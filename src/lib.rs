//! criptool - BIP39 助记词与多链地址派生
//!
//! 生成、规范化、校验助记词（含 "valid halfs" 模式），
//! 并从助记词派生 Bitcoin / Ethereum / Tron / Solana 地址。

pub mod cli;
pub mod config;
pub mod domain;
pub mod error;
pub mod infrastructure;
pub mod utils;

// 重新导出常用类型
pub use domain::{
    derive_address_report, derive_addresses, generate, generate_mnemonic, has_strong_randomness,
    is_valid_mnemonic_length, normalize, AddressReport, Chain, NormalizedMnemonic,
};
pub use error::{DerivationError, HalfSide, MnemonicError};
pub use utils::address_validator::AddressValidator;

// 统一模块导出
pub mod prelude {
    pub use crate::{
        config::Config,
        domain::{AddressDeriver, AddressReport, Chain, ChainRegistry, NormalizedMnemonic},
        error::{DerivationError, MnemonicError},
        utils::address_validator::AddressValidator,
    };
}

TASK REQUIREMENTS. Once more, write out the entries exactly as they were written.

OUTPUT OF THE EXERCISE.
filename src/lib.rs
//! criptool - BIP39 助记词与多链地址派生
//!
//! 生成、规范化、校验助记词（含 "valid halfs" 模式），
//! 并从助记词派生 Bitcoin / Ethereum / Tron / Solana 地址。

pub mod cli;
pub mod config;
pub mod domain;
pub mod error;
pub mod infrastructure;
pub mod utils;

// 重新导出常用类型
pub use domain::{
    derive_address_report, derive_addresses, generate, generate_mnemonic, has_strong_randomness,
    is_valid_mnemonic_length, normalize, AddressReport, Chain, NormalizedMnemonic,
};
pub use error::{DerivationError, HalfSide, MnemonicError};
pub use utils::address_validator::AddressValidator;

// 统一模块导出
pub mod prelude {
    pub use crate::{
        config::Config,
        domain::{AddressDeriver, AddressReport, Chain, ChainRegistry, NormalizedMnemonic},
        error::{DerivationError, MnemonicError},
        utils::address_validator::AddressValidator,
    };
}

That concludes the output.